[Extracted records]

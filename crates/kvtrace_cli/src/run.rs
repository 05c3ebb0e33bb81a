//! The two run modes.

use crate::config::RunConfig;
use color_eyre::eyre::{Result, WrapErr};
use kvtrace_core::Operation;
use kvtrace_fetch::{ensure_artifacts, prepare_working_copy};
use kvtrace_log::{OperationStream, StreamError, StreamOutcome, TraceWriter};
use kvtrace_replay::{
    JournalObserver, ReplayConfig, ReplayEngine, ReplayError, ReplayObserver, ReplaySummary,
    TracingObserver,
};
use kvtrace_storage::{run_direct, KvStore, StressReport};
use std::io::Write;
use std::path::Path;

/// Outcome of a replay run
#[derive(Debug)]
pub struct ReplayReport {
    /// Engine summary
    pub summary: ReplaySummary,
    /// How the decoder ended
    pub stream: StreamOutcome,
    /// Journal records written, when journaling
    pub journaled: Option<u64>,
}

/// Direct stress run in the work directory
pub async fn direct(config: &RunConfig) -> Result<StressReport> {
    let workdir = config.workdir();
    let stress = config.stress.clone();
    let report = tokio::task::spawn_blocking(move || run_direct(&workdir, &stress))
        .await?
        .wrap_err("direct stress run failed")?;
    tracing::info!(path = %report.path.display(), written = report.written, "direct run complete");
    Ok(report)
}

/// Acquire the inputs, then replay the trace against a fresh working copy
pub async fn replay(config: &RunConfig) -> Result<ReplayReport> {
    let workdir = config.workdir();
    let artifacts = ensure_artifacts(&workdir, &config.fetch)
        .await
        .wrap_err_with(|| format!("acquiring replay inputs in {}", workdir.display()))?;
    let working = prepare_working_copy(&artifacts).await?;

    let trace = artifacts.trace.clone();
    let config = config.clone();
    tokio::task::spawn_blocking(move || replay_blocking(&working, &trace, &config)).await?
}

// The stream consumer blocks, so this must stay off the async workers.
fn replay_blocking(working: &Path, trace: &Path, config: &RunConfig) -> Result<ReplayReport> {
    let store = KvStore::open(working, &config.store)
        .wrap_err_with(|| format!("opening {}", working.display()))?;
    let mut stream = OperationStream::from_path(trace, &config.stream)
        .wrap_err_with(|| format!("opening trace {}", trace.display()))?;

    let (result, journaled) = match &config.journal {
        Some(path) => {
            let writer = TraceWriter::create(path)
                .wrap_err_with(|| format!("creating journal {}", path.display()))?;
            let journal = JournalObserver::new(writer);
            run_journaled(&store, &mut stream, &config.engine, journal, path)
        }
        None => {
            let (result, _) = run_engine(&store, &mut stream, &config.engine, TracingObserver);
            (result, None)
        }
    };

    let outcome = stream.finish();
    match &outcome {
        StreamOutcome::Completed { records } => tracing::debug!(records, "trace fully decoded"),
        StreamOutcome::Truncated { records, error } => {
            tracing::warn!(records, error = %error, "trace ended at an undecodable record")
        }
        StreamOutcome::Abandoned { records } => tracing::debug!(records, "trace not fully consumed"),
    }

    let summary = result.wrap_err("replay failed")?;
    Ok(ReplayReport {
        summary,
        stream: outcome,
        journaled,
    })
}

/// Replays with a journal attached. A journal that cannot be completed is
/// logged and reported as `None`; the replay result is returned either way.
fn run_journaled<W: Write>(
    store: &KvStore,
    ops: impl Iterator<Item = Operation>,
    config: &ReplayConfig,
    journal: JournalObserver<W>,
    path: &Path,
) -> (Result<ReplaySummary, ReplayError>, Option<u64>) {
    let (result, (_, journal)) = run_engine(store, ops, config, (TracingObserver, journal));

    let records = journal.records();
    let written = journal
        .finish()
        .and_then(|mut sink| sink.flush().map_err(StreamError::from));
    match written {
        Ok(()) => {
            tracing::info!(path = %path.display(), records, "journal written");
            (result, Some(records))
        }
        Err(err) => {
            tracing::error!(path = %path.display(), error = %err, "journal incomplete");
            (result, None)
        }
    }
}

fn run_engine<O: ReplayObserver>(
    store: &KvStore,
    ops: impl Iterator<Item = Operation>,
    config: &ReplayConfig,
    observer: O,
) -> (Result<ReplaySummary, ReplayError>, O) {
    let mut engine = ReplayEngine::with_observer(store, observer).with_config(config.clone());
    let result = engine.replay(ops);
    (result, engine.into_observer())
}
//! Operation records.
//!
//! One record per key-value call made by the captured application. The wire
//! form is a JSON object `{"id", "op", "key", "value"}` where empty `key` and
//! `value` are omitted rather than written as `null` or `""`.

use crate::error::CoreResult;
use serde::{Deserialize, Serialize};
use std::fmt;

/// Kind of a captured operation
#[derive(Debug, Clone, PartialEq, Eq, Hash, Serialize, Deserialize)]
#[serde(from = "String", into = "String")]
pub enum OpKind {
    /// Application opened the database
    DbOpen,
    /// Application closed the database
    DbClose,
    /// Autocommit delete
    Delete,
    /// Autocommit put
    Set,
    /// Autocommit point read
    Get,
    /// Open a read cursor
    IterBegin,
    /// Advance a read cursor
    IterNext,
    /// Release a read cursor
    IterClose,
    /// Open a write batch
    BatchBegin,
    /// Commit a write batch
    BatchCommit,
    /// Delete inside a write batch
    BatchDelete,
    /// Put inside a write batch
    BatchSet,
    /// Point read inside a write batch
    BatchGet,
    /// Kind this replayer does not model
    Unknown(String),
}

impl OpKind {
    /// Every kind the replayer models
    pub const KNOWN: [OpKind; 13] = [
        OpKind::DbOpen,
        OpKind::DbClose,
        OpKind::Delete,
        OpKind::Set,
        OpKind::Get,
        OpKind::IterBegin,
        OpKind::IterNext,
        OpKind::IterClose,
        OpKind::BatchBegin,
        OpKind::BatchCommit,
        OpKind::BatchDelete,
        OpKind::BatchSet,
        OpKind::BatchGet,
    ];

    /// Wire name of this kind
    #[must_use]
    pub fn as_str(&self) -> &str {
        match self {
            Self::DbOpen => "dbOpen",
            Self::DbClose => "dbClose",
            Self::Delete => "delete",
            Self::Set => "set",
            Self::Get => "get",
            Self::IterBegin => "iterBegin",
            Self::IterNext => "iterNext",
            Self::IterClose => "iterClose",
            Self::BatchBegin => "batchBegin",
            Self::BatchCommit => "batchCommit",
            Self::BatchDelete => "batchDelete",
            Self::BatchSet => "batchSet",
            Self::BatchGet => "batchGet",
            Self::Unknown(name) => name,
        }
    }

    /// Whether the replayer models this kind
    #[must_use]
    pub const fn is_known(&self) -> bool {
        !matches!(self, Self::Unknown(_))
    }

    /// Whether this kind addresses a batch or iterator through the id suffix
    #[must_use]
    pub const fn targets_handle(&self) -> bool {
        matches!(
            self,
            Self::IterBegin
                | Self::IterNext
                | Self::IterClose
                | Self::BatchBegin
                | Self::BatchCommit
                | Self::BatchDelete
                | Self::BatchSet
                | Self::BatchGet
        )
    }
}

impl From<&str> for OpKind {
    fn from(name: &str) -> Self {
        match name {
            "dbOpen" => Self::DbOpen,
            "dbClose" => Self::DbClose,
            "delete" => Self::Delete,
            "set" => Self::Set,
            "get" => Self::Get,
            "iterBegin" => Self::IterBegin,
            "iterNext" => Self::IterNext,
            "iterClose" => Self::IterClose,
            "batchBegin" => Self::BatchBegin,
            "batchCommit" => Self::BatchCommit,
            "batchDelete" => Self::BatchDelete,
            "batchSet" => Self::BatchSet,
            "batchGet" => Self::BatchGet,
            other => Self::Unknown(other.to_string()),
        }
    }
}

impl From<String> for OpKind {
    fn from(name: String) -> Self {
        match Self::from(name.as_str()) {
            Self::Unknown(_) => Self::Unknown(name),
            known => known,
        }
    }
}

impl From<OpKind> for String {
    fn from(kind: OpKind) -> Self {
        match kind {
            OpKind::Unknown(name) => name,
            known => known.as_str().to_string(),
        }
    }
}

impl fmt::Display for OpKind {
    fn fmt(&self, f: &mut fmt::Formatter<'_>) -> fmt::Result {
        f.write_str(self.as_str())
    }
}

/// One captured key-value operation
#[derive(Debug, Clone, PartialEq, Eq, Serialize, Deserialize)]
pub struct Operation {
    /// Session id: session prefix followed by the handle suffix
    pub id: String,
    /// Operation kind
    pub op: OpKind,
    /// Key, omitted when empty
    #[serde(default, skip_serializing_if = "Option::is_none")]
    pub key: Option<String>,
    /// Value, omitted when empty
    #[serde(default, skip_serializing_if = "Option::is_none")]
    pub value: Option<String>,
}

impl Operation {
    /// Create a record without key or value
    #[must_use]
    pub fn new(id: impl Into<String>, op: OpKind) -> Self {
        Self {
            id: id.into(),
            op,
            key: None,
            value: None,
        }
    }

    /// Set the key
    #[must_use]
    pub fn with_key(mut self, key: impl Into<String>) -> Self {
        self.key = Some(key.into());
        self
    }

    /// Set the value
    #[must_use]
    pub fn with_value(mut self, value: impl Into<String>) -> Self {
        self.value = Some(value.into());
        self
    }

    /// Key bytes; an omitted key is the empty key
    #[must_use]
    pub fn key_bytes(&self) -> &[u8] {
        self.key.as_deref().unwrap_or_default().as_bytes()
    }

    /// Value bytes; an omitted value is the empty value
    #[must_use]
    pub fn value_bytes(&self) -> &[u8] {
        self.value.as_deref().unwrap_or_default().as_bytes()
    }

    /// Parse a single JSON record
    ///
    /// # Errors
    ///
    /// Returns error if the text is not a valid record
    pub fn from_json(text: &str) -> CoreResult<Self> {
        Ok(serde_json::from_str(text)?)
    }

    /// Encode as a single JSON record
    ///
    /// # Errors
    ///
    /// Returns error if serialization fails
    pub fn to_json(&self) -> CoreResult<String> {
        Ok(serde_json::to_string(self)?)
    }
}

impl fmt::Display for Operation {
    fn fmt(&self, f: &mut fmt::Formatter<'_>) -> fmt::Result {
        write!(f, "{} {}", self.op, self.id)?;
        if let Some(key) = &self.key {
            write!(f, " key={:?}", key)?;
        }
        if let Some(value) = &self.value {
            write!(f, " value_len={}", value.len())?;
        }
        Ok(())
    }
}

[/Extracted records]

▸ **Aim of the exercise**
From the data, list each line in which the string "CoreResult" appears.

▸ **Task answer**
use crate::error::CoreResult;
    pub fn from_json(text: &str) -> CoreResult<Self> {
    pub fn to_json(&self) -> CoreResult<String> {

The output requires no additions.